День прошел в суете.  С утра ходили с Наташей звонить в Новгород – вчера я там, вдруг, понадобился, – но телефон в совхозе на работал.  Удалось дозвониться уже ближе к четырем часам и уже из «Прогресса»

29 марта 91 года

9:35 Электричка на Малую Вишеру.  Запах краски.  Вагон после ремонта сияет ядовитой зеленью стен и белизной сводчатого потолка.  Долго, с полчаса, ждал на перекрестке у Тулаева дома Ваську.  Ночью подморозило, лужи слюдянисто скрипели и трещали молодым льдом, слегка припорошенным снегом.  От нечего делать я развлекал себя катанием по лужам.  Мама пришла и стала на чем свет ругать Ваську, и даже пошла ему навстречу.  А он, оказывается, не мог сдвинуть машину с места – колодки приморозило.  В Боровичах я сел в битком набитый хвойнинский автобус, спасибо шоферу – остановил на КТП.

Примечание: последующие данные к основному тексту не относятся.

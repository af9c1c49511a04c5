//! StableSwap invariant math
//!
//! All quantities are raw `uint256` integers: balances are upscaled to 18 decimals and
//! the amplification parameter carries [`AMP_PRECISION`]. Invariant and balance
//! solutions use Newton iteration and fail rather than return an unconverged value.
//!
//! Composable stable pools use [`calculate_invariant`]; the older stable and
//! meta-stable pools use [`calculate_invariant_rounded`].

use crate::error::{AmmError, Result};
use crate::fixed_point;
use crate::math::{div_down, div_up, fixed, raw, sub};
use bn::IntNumber;

pub const AMP_PRECISION: u64 = 1_000;

const MAX_ITERATIONS: usize = 255;

fn amp_precision() -> IntNumber {
    IntNumber::from(AMP_PRECISION)
}

fn converged(current: &IntNumber, previous: &IntNumber) -> bool {
    let delta = if current > previous {
        current - previous
    } else {
        previous - current
    };
    delta <= IntNumber::one()
}

/// StableSwap invariant `D` for the given balances
pub fn calculate_invariant(amplification: &IntNumber, balances: &[IntNumber]) -> Result<IntNumber> {
    let sum = balances.iter().fold(IntNumber::zero(), |acc, b| &acc + b);
    if sum.is_zero() {
        return Ok(IntNumber::zero());
    }

    let num_tokens = IntNumber::from(balances.len());
    let amp_times_total = amplification * &num_tokens;
    let mut invariant = sum.clone();

    for _ in 0..MAX_ITERATIONS {
        let mut d_p = invariant.clone();
        for balance in balances {
            d_p = div_down(&(&d_p * &invariant), &(balance * &num_tokens))?;
        }

        let previous = invariant.clone();
        let numerator = &(&div_down(&(&amp_times_total * &sum), &amp_precision())? + &(&d_p * &num_tokens))
            * &invariant;
        let denominator = &div_down(
            &(&sub(&amp_times_total, &amp_precision())? * &invariant),
            &amp_precision(),
        )? + &(&(&num_tokens + &IntNumber::one()) * &d_p);
        invariant = div_down(&numerator, &denominator)?;

        if converged(&invariant, &previous) {
            return Ok(invariant);
        }
    }

    Err(AmmError::StableInvariantDidntConverge)
}

/// Rounding direction of the meta-stable invariant solver
#[derive(Debug, Clone, Copy, PartialEq, Eq)]
pub enum Rounding {
    Down,
    Up,
}

impl Rounding {
    fn div(self, a: &IntNumber, b: &IntNumber) -> Result<IntNumber> {
        match self {
            Rounding::Down => div_down(a, b),
            Rounding::Up => div_up(a, b),
        }
    }

    fn flip(self) -> Self {
        match self {
            Rounding::Down => Rounding::Up,
            Rounding::Up => Rounding::Down,
        }
    }
}

/// StableSwap invariant `D` as computed by stable and meta-stable pools
///
/// Iterates on the balance product `P_D` instead of `D_P`, rounding every quotient in
/// the `rounding` direction except the amplification term of the denominator, which
/// rounds the other way. Swaps round up; joins and exits round down.
pub fn calculate_invariant_rounded(
    amplification: &IntNumber,
    balances: &[IntNumber],
    rounding: Rounding,
) -> Result<IntNumber> {
    let sum = balances.iter().fold(IntNumber::zero(), |acc, b| &acc + b);
    if sum.is_zero() {
        return Ok(IntNumber::zero());
    }

    let num_tokens = IntNumber::from(balances.len());
    let amp_times_total = amplification * &num_tokens;
    let mut invariant = sum.clone();

    for _ in 0..MAX_ITERATIONS {
        let mut p_d = &balances[0] * &num_tokens;
        for balance in &balances[1..] {
            p_d = rounding.div(&(&(&p_d * balance) * &num_tokens), &invariant)?;
        }

        let previous = invariant.clone();
        let numerator = &(&(&num_tokens * &invariant) * &invariant)
            + &rounding.div(&(&(&amp_times_total * &sum) * &p_d), &amp_precision())?;
        let denominator = &(&(&num_tokens + &IntNumber::one()) * &invariant)
            + &rounding
                .flip()
                .div(&(&sub(&amp_times_total, &amp_precision())? * &p_d), &amp_precision())?;
        invariant = rounding.div(&numerator, &denominator)?;

        if converged(&invariant, &previous) {
            return Ok(invariant);
        }
    }

    Err(AmmError::StableInvariantDidntConverge)
}

/// Balance of `token_index` that keeps the invariant, given every other balance
pub fn get_token_balance_given_invariant_and_all_other_balances(
    amplification: &IntNumber,
    balances: &[IntNumber],
    invariant: &IntNumber,
    token_index: usize,
) -> Result<IntNumber> {
    if token_index >= balances.len() {
        return Err(AmmError::InvalidTokenIndex {
            index: token_index,
            len: balances.len(),
        });
    }

    let num_tokens = IntNumber::from(balances.len());
    let amp_times_total = amplification * &num_tokens;
    let mut sum = balances[0].clone();
    let mut p_d = &balances[0] * &num_tokens;
    for balance in &balances[1..] {
        p_d = div_down(&(&(&p_d * balance) * &num_tokens), invariant)?;
        sum = &sum + balance;
    }
    sum = &sum - &balances[token_index];

    let inv2 = invariant * invariant;
    let c = &(&div_up(&inv2, &(&amp_times_total * &p_d))? * &amp_precision()) * &balances[token_index];
    let b = &sum + &(&div_down(invariant, &amp_times_total)? * &amp_precision());

    let mut token_balance = div_up(&(&inv2 + &c), &(invariant + &b))?;
    for _ in 0..MAX_ITERATIONS {
        let previous = token_balance.clone();
        let numerator = &(&token_balance * &token_balance) + &c;
        let denominator = sub(&(&(&token_balance * &IntNumber::from(2u8)) + &b), invariant)?;
        token_balance = div_up(&numerator, &denominator)?;

        if converged(&token_balance, &previous) {
            return Ok(token_balance);
        }
    }

    Err(AmmError::StableGetBalanceDidntConverge)
}

fn check_index(index: usize, len: usize) -> Result<()> {
    if index >= len {
        return Err(AmmError::InvalidTokenIndex { index, len });
    }
    Ok(())
}

/// Amount of `token_index_out` received for `token_amount_in` of `token_index_in`
pub fn calc_out_given_in(
    amplification: &IntNumber,
    balances: &[IntNumber],
    token_index_in: usize,
    token_index_out: usize,
    token_amount_in: &IntNumber,
    invariant: &IntNumber,
) -> Result<IntNumber> {
    check_index(token_index_in, balances.len())?;
    check_index(token_index_out, balances.len())?;

    let mut balances = balances.to_vec();
    balances[token_index_in] = &balances[token_index_in] + token_amount_in;
    let final_balance_out = get_token_balance_given_invariant_and_all_other_balances(
        amplification,
        &balances,
        invariant,
        token_index_out,
    )?;

    // one unit is kept in the pool to cover rounding
    sub(&sub(&balances[token_index_out], &final_balance_out)?, &IntNumber::one())
}

/// Amount of `token_index_in` required to receive `token_amount_out` of `token_index_out`
pub fn calc_in_given_out(
    amplification: &IntNumber,
    balances: &[IntNumber],
    token_index_in: usize,
    token_index_out: usize,
    token_amount_out: &IntNumber,
    invariant: &IntNumber,
) -> Result<IntNumber> {
    check_index(token_index_in, balances.len())?;
    check_index(token_index_out, balances.len())?;

    let mut balances = balances.to_vec();
    balances[token_index_out] = sub(&balances[token_index_out], token_amount_out)?;
    let final_balance_in = get_token_balance_given_invariant_and_all_other_balances(
        amplification,
        &balances,
        invariant,
        token_index_in,
    )?;

    Ok(&sub(&final_balance_in, &balances[token_index_in])? + &IntNumber::one())
}

/// BPT minted for a join with `amounts_in`; fees apply to the part of each amount
/// beyond the proportional share
pub fn calc_bpt_out_given_exact_tokens_in(
    amplification: &IntNumber,
    balances: &[IntNumber],
    amounts_in: &[IntNumber],
    bpt_total_supply: &IntNumber,
    current_invariant: &IntNumber,
    swap_fee_percentage: &IntNumber,
) -> Result<IntNumber> {
    if amounts_in.len() != balances.len() {
        return Err(AmmError::InvalidPoolState(format!(
            "{} amounts for {} balances",
            amounts_in.len(),
            balances.len()
        )));
    }

    let sum_balances = balances.iter().fold(IntNumber::zero(), |acc, b| &acc + b);

    let mut balance_ratios_with_fee = Vec::with_capacity(balances.len());
    let mut invariant_ratio_with_fees = fixed_point::zero();
    for (balance, amount_in) in balances.iter().zip(amounts_in) {
        let current_weight = fixed_point::div_down(&fixed(balance), &fixed(&sum_balances))?;
        let ratio = fixed_point::div_down(&fixed(&(balance + amount_in)), &fixed(balance))?;
        invariant_ratio_with_fees = &invariant_ratio_with_fees + &fixed_point::mul_down(&ratio, &current_weight);
        balance_ratios_with_fee.push(ratio);
    }

    let fee_complement = &fixed_point::one() - &fixed(swap_fee_percentage);
    let mut new_balances = Vec::with_capacity(balances.len());
    for ((balance, amount_in), ratio) in balances.iter().zip(amounts_in).zip(&balance_ratios_with_fee) {
        let amount_in_without_fee = if ratio > &invariant_ratio_with_fees {
            let excess = raw(&invariant_ratio_with_fees) - IntNumber::pow10(18);
            let non_taxable = raw(&fixed_point::mul_down(&fixed(balance), &fixed(&excess)));
            let taxable = sub(amount_in, &non_taxable)?;
            &non_taxable + &raw(&fixed_point::mul_down(&fixed(&taxable), &fee_complement))
        } else {
            amount_in.clone()
        };
        new_balances.push(balance + &amount_in_without_fee);
    }

    let new_invariant = calculate_invariant(amplification, &new_balances)?;
    let invariant_ratio = fixed_point::div_down(&fixed(&new_invariant), &fixed(current_invariant))?;
    if invariant_ratio > fixed_point::one() {
        let growth = &invariant_ratio - &fixed_point::one();
        Ok(raw(&fixed_point::mul_down(&fixed(bpt_total_supply), &growth)))
    } else {
        Ok(IntNumber::zero())
    }
}

/// Amount of `token_index` paid out for burning `bpt_amount_in`
pub fn calc_token_out_given_exact_bpt_in(
    amplification: &IntNumber,
    balances: &[IntNumber],
    token_index: usize,
    bpt_amount_in: &IntNumber,
    bpt_total_supply: &IntNumber,
    current_invariant: &IntNumber,
    swap_fee_percentage: &IntNumber,
) -> Result<IntNumber> {
    check_index(token_index, balances.len())?;

    let remaining_supply = sub(bpt_total_supply, bpt_amount_in)?;
    let new_invariant = fixed_point::mul_up(
        &fixed_point::div_up(&fixed(&remaining_supply), &fixed(bpt_total_supply))?,
        &fixed(current_invariant),
    );

    let new_balance = get_token_balance_given_invariant_and_all_other_balances(
        amplification,
        balances,
        &raw(&new_invariant),
        token_index,
    )?;
    let amount_out_without_fee = sub(&balances[token_index], &new_balance)?;

    let sum_balances = balances.iter().fold(IntNumber::zero(), |acc, b| &acc + b);
    let current_weight = fixed_point::div_down(&fixed(&balances[token_index]), &fixed(&sum_balances))?;
    let taxable_percentage = fixed_point::complement(&current_weight);

    let taxable = raw(&fixed_point::mul_up(&fixed(&amount_out_without_fee), &taxable_percentage));
    let non_taxable = sub(&amount_out_without_fee, &taxable)?;
    let fee_complement = &fixed_point::one() - &fixed(swap_fee_percentage);

    Ok(&non_taxable + &raw(&fixed_point::mul_down(&fixed(&taxable), &fee_complement)))
}

#[cfg(test)]
mod tests {
    use super::*;

    fn int(s: &str) -> IntNumber {
        s.parse().unwrap()
    }

    fn ints(values: &[&str]) -> Vec<IntNumber> {
        values.iter().map(|v| int(v)).collect()
    }

    #[test]
    fn test_invariant_of_empty_pool_is_zero() {
        let balances = ints(&["0", "0"]);
        assert_eq!(calculate_invariant(&int("100000"), &balances).unwrap(), IntNumber::zero());
    }

    #[test]
    fn test_invariant_of_balanced_pool_is_the_sum() {
        let balances = ints(&["1000000000000000000000", "1000000000000000000000"]);
        assert_eq!(
            calculate_invariant(&int("200000"), &balances).unwrap(),
            int("2000000000000000000000")
        );
    }

    #[test]
    fn test_meta_stable_invariant_rounding_down_does_not_converge() {
        let balances = ints(&[
            "50310513788381313281",
            "19360701460293571158",
            "58687814461000000000000",
        ]);
        assert_eq!(
            calculate_invariant_rounded(&int("60000"), &balances, Rounding::Down),
            Err(AmmError::StableInvariantDidntConverge)
        );
        assert_eq!(
            calculate_invariant_rounded(&int("60000"), &balances, Rounding::Up).unwrap(),
            int("10749877394384654056408")
        );
    }

    #[test]
    fn test_meta_stable_invariant_of_balanced_pool() {
        let balances = ints(&["1000000000000000000000000", "1000000000000000000000000"]);
        assert_eq!(
            calculate_invariant_rounded(&int("200000"), &balances, Rounding::Down).unwrap(),
            int("2000000000000000000000000")
        );
        assert_eq!(
            calculate_invariant_rounded(&int("200000"), &ints(&["0", "0"]), Rounding::Up).unwrap(),
            IntNumber::zero()
        );
    }

    #[test]
    fn test_invariant_non_convergence_is_an_error() {
        let cases = [
            ("60000", vec!["6838539921574940", "75492158154927531475573038", "7"]),
            ("200000", vec!["1164115433906158533", "126614243"]),
        ];
        for (amp, balances) in cases {
            let balances = ints(&balances);
            assert_eq!(
                calculate_invariant(&int(amp), &balances),
                Err(AmmError::StableInvariantDidntConverge),
                "amp {amp}"
            );
        }
    }

    #[test]
    fn test_out_given_in_and_in_given_out() {
        let amp = int("200000");
        let balances = ints(&["1000000000000000000000", "1200000000000000000000"]);
        let invariant = calculate_invariant(&amp, &balances).unwrap();
        let amount_in = int("1000000000000000000");

        let out = calc_out_given_in(&amp, &balances, 0, 1, &amount_in, &invariant).unwrap();
        assert_eq!(out, int("1000915241976611425"));

        let back = calc_in_given_out(&amp, &balances, 0, 1, &out, &invariant).unwrap();
        assert!(back >= amount_in);
        assert_eq!(back, int("1000000000000000378"));
    }

    #[test]
    fn test_bpt_join_and_exit() {
        let amp = int("200000");
        let balances = ints(&["1000000000000000000000", "1200000000000000000000"]);
        let invariant = calculate_invariant(&amp, &balances).unwrap();
        let supply = invariant.clone();
        let fee = int("1000000000000000");

        let amounts = ints(&["10000000000000000000", "0"]);
        let bpt_out =
            calc_bpt_out_given_exact_tokens_in(&amp, &balances, &amounts, &supply, &invariant, &fee).unwrap();
        assert_eq!(bpt_out, int("9999211221572869280"));

        let token_out = calc_token_out_given_exact_bpt_in(
            &amp,
            &balances,
            0,
            &int("10000000000000000000"),
            &supply,
            &invariant,
            &fee,
        )
        .unwrap();
        assert_eq!(token_out, int("9989599769911730406"));
    }

    #[test]
    fn test_invalid_index() {
        let balances = ints(&["1", "2"]);
        assert_eq!(
            calc_out_given_in(&int("1000"), &balances, 0, 2, &int("1"), &int("3")),
            Err(AmmError::InvalidTokenIndex { index: 2, len: 2 })
        );
    }
}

В Москве творится что-то невообразимое.  Вчера в программе «Время» показали забитый военной техникой центр, солдат в бронежилетах.  Съезд российских депутатов бурлил, отправил депутацию во главе с Хасбулатовым к Горбачеву.  Тот обещал снять войска в пятницу, то есть сегодня.  Сыр-бор разгорелся из-за митинга в поддержку Ельцина, санкционированного Моссоветом.  Премьер Павлов распорядился отменить все митинги.  Моссовет от своего не отступился.  Двоевластие чревато, как известно из истории, кровью.

11:00 Стоим где-то, в Торбине что ли?  Вязкая дорожная скука.  Скорей бы доехать, сбросить надоевшие одежды, умыться с мылом, напиться чаю и лечь на диване с газетой.

Красная, винного оттенка, вода в реке

30 марта 91 года

19:35 «Ничего не страшнее самого страха»

Рузвельт

Днем ходили в город.  В магазинах толчея и очереди.  Раскупают последнее, что там есть.  Со второго апреля все вздорожает вдвое.  Зашли к Зиминовым.  Ульяна и Максим скованны, несмелы.  Разговора не вышло.

Неожиданно зачитался недавно купленной книгой первой жены Солженицына Натальи Решетовской «Солженицын и читающая Россия»  Оказывается, он с юности решил стать писателем и целеустремленно к этому шел.  Писал даже на войне и писал много, доделывая и переделывая.  Писал и стихи.

Проездом он был в Новгороде.

31 марта 91 года

19:40 Приходил Женя Селиванов.  Посидел с полчаса, рассказал как устроился в школе, он преподает русский язык и литературу, да еще и директора замещает.  Но все это слова, за которыми скрывалась прежняя его издерганность, которая грызет его день и ночь, не давая покоя.  Сомнений не осталось, когда он попросил у меня бутылку водки.  Я, грешным делом, отказал ему, сказав что водка нужная на огородную эпопею.  Попрощались вроде по-доброму, но все же с холодком в душе.

Сходил в баню, постригся перед зеркалом.  Завтра поеду в Новгород.

Вечером звонили Косте.  Он весь в делах.  Завтра зачет по биологии.